ところで、L2想定が人の心に与える影響はないのだろうか。
「もう一度水害に遭ったら、真備には住まない」と言う人は多い。なのに、新しいハザードマップが訴えているのは、次なる水害はもっと酷いかもしれないというメッセージだ。
「一番不安になっているのは高齢者だと思います」と功一さんが語る。
5年前に被災した時、90歳になる功一さんの祖母は健在だった。だが、あまりの惨状に意気消沈し、ボートで逃げる時には「置いて行ってくれ」と言った。被災から9日後、急激に体が弱って亡くなった。倉敷市では西日本豪雨による初の災害関連死と認定された。
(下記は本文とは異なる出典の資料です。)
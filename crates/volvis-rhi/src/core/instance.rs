use std::{
    collections::HashSet,
    ffi::{CStr, CString, c_char},
};

use ash::vk;
use itertools::Itertools;

use crate::core::debug_utils::RhiDebugUtils;

pub struct RhiInstance {
    /// 仅仅是函数指针，以及一个裸的 handle
    ///
    /// 生命周期由 VulkanContext 手动控制
    pub(crate) handle: ash::Instance,
}

impl RhiInstance {
    /// 设置所需的 layers 和 extensions，创建 vk instance
    pub fn new(
        vk_pf: &ash::Entry,
        app_name: String,
        engine_name: String,
        extra_instance_exts: Vec<&'static CStr>,
    ) -> Self {
        let app_name = CString::new(app_name.as_str()).unwrap();
        let engine_name = CString::new(engine_name.as_str()).unwrap();
        let app_info = vk::ApplicationInfo::default()
            .api_version(vk::API_VERSION_1_3) // 版本过低时，有些函数无法正确加载
            .application_name(app_name.as_ref())
            .application_version(vk::make_api_version(0, 1, 0, 0))
            .engine_name(engine_name.as_ref())
            .engine_version(vk::make_api_version(0, 1, 0, 0));

        let enabled_extensions = Self::get_extensions(vk_pf, &extra_instance_exts);
        let mut enabled_extensions_str = String::new();
        for ext in &enabled_extensions {
            enabled_extensions_str.push_str(&format!("\n\t{:?}", unsafe { CStr::from_ptr(*ext) }));
        }
        log::info!("instance extensions: {}", enabled_extensions_str);

        let enabled_layers = Self::get_layers(vk_pf);
        let mut enabled_layers_str = String::new();
        for layer in &enabled_layers {
            enabled_layers_str.push_str(&format!("\n\t{:?}", unsafe { CStr::from_ptr(*layer) }));
        }
        log::info!("instance layers: {}", enabled_layers_str);

        let mut instance_ci = vk::InstanceCreateInfo::default()
            .application_info(&app_info)
            .enabled_extension_names(&enabled_extensions)
            .enabled_layer_names(&enabled_layers);

        // 为 instance info 添加 debug messenger，覆盖 instance 创建和销毁期间的消息
        let mut debug_utils_messenger_ci = RhiDebugUtils::debug_utils_messenger_ci();
        instance_ci = instance_ci.push_next(&mut debug_utils_messenger_ci);

        let handle = unsafe { vk_pf.create_instance(&instance_ci, None).unwrap() };

        Self { handle }
    }

    pub fn destroy(self) {
        log::info!("Destroying RhiInstance");
        unsafe {
            self.handle.destroy_instance(None);
        }
    }
}

/// getter
impl RhiInstance {
    #[inline]
    pub fn ash_instance(&self) -> &ash::Instance {
        &self.handle
    }

    #[inline]
    pub fn vk_instance(&self) -> vk::Instance {
        self.handle.handle()
    }
}

/// 构造过程
impl RhiInstance {
    /// instance 所需的所有 extension
    ///
    /// # return
    /// instance 所需的，且受支持的 extension
    fn get_extensions(vk_pf: &ash::Entry, extra_instance_exts: &[&'static CStr]) -> Vec<*const c_char> {
        let all_ext_props = unsafe { vk_pf.enumerate_instance_extension_properties(None).unwrap() };
        let mut enabled_extensions: HashSet<&'static CStr> = HashSet::new();

        // 检查某个 instance ext 并启用
        let mut enable_ext = |ext: &'static CStr| {
            let supported = all_ext_props
                .iter()
                .any(|supported_ext| ext == unsafe { CStr::from_ptr(supported_ext.extension_name.as_ptr()) });
            if supported {
                enabled_extensions.insert(ext);
            } else {
                panic!("Required instance extensions ({:?}) are missing", ext)
            }
        };

        // 检查外部传入的 extension 是否支持
        for ext in extra_instance_exts {
            enable_ext(ext);
        }

        for ext in Self::basic_instance_exts() {
            enable_ext(ext);
        }

        enabled_extensions.iter().map(|ext| ext.as_ptr()).collect_vec()
    }

    /// instance 所需的所有 layers
    fn get_layers(vk_pf: &ash::Entry) -> Vec<*const c_char> {
        let all_layer_props = unsafe { vk_pf.enumerate_instance_layer_properties().unwrap() };

        let mut valid_layers = Vec::new();

        // 检查并启用某个 instance layer
        let mut enable_layer = |layer: &'static CStr| {
            let is_layer_supported = all_layer_props
                .iter()
                .any(|available_layer| layer == unsafe { CStr::from_ptr(available_layer.layer_name.as_ptr()) });
            if is_layer_supported {
                valid_layers.push(layer);
            } else {
                panic!("Required instance layers ({:?}) are missing", layer);
            }
        };

        for layer in Self::basic_instance_layers() {
            enable_layer(layer);
        }

        valid_layers.iter().map(|ext| ext.as_ptr()).collect_vec()
    }

    /// 必须要开启的 instance layers
    fn basic_instance_layers() -> Vec<&'static CStr> {
        // 无需开启 validation layer，使用 vulkan configurator 控制 validation layer 的开启
        Vec::new()
    }

    /// 必须要开启的 instance extensions
    fn basic_instance_exts() -> Vec<&'static CStr> {
        vec![
            // 这个 extension 可以单独使用，提供以下功能：
            // 1. debug messenger
            // 2. 为 vulkan object 设置 debug name
            // 3. 使用 label 标记 queue 或者 command buffer 中的一个一个 section
            vk::EXT_DEBUG_UTILS_NAME,
        ]
    }
}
今年80歳になる一郎さんは「そんな洪水が来たら、ワシはこの家と共に逝く」と話す。
目が潤んでいた。諦めが先に立つのだろうか。
傷が癒えきっていない人々に降りかかる新たな難題
この5年間、真備町の人々は極めて厳しい状況に置かれてきた。
家を失うなどして流出した人口は、1割減ったまま戻らない。被災家屋は公費解体されて空き地が目立つ。
家の再建に二重ローンを抱えた若者もいる。
そもそも、51人もの救えなかった命があった。
功一さんは「友達のお父さんもそのうちの1人です。普段から高齢者を助けなければと行動してきた人で、あの日も何人も助けました。ところが最後は自分が帰って来られなかった」と肩を落とす。
記憶が蘇るので、今もまだ「雨が降ると怖くなる」と話す人もいる。
そうした傷が癒えきっていない人々に降りかかる「10m以上の浸水想定」という新たな難題。
だが、壮絶な経験をし、辛さを抱えてきた人々だからこそ、挑戦できることもある。
その一つが、皆で生き抜いていくために知恵を絞ることだろう。
真備町の「発災から5年」は新たなスタートなのかもしれない。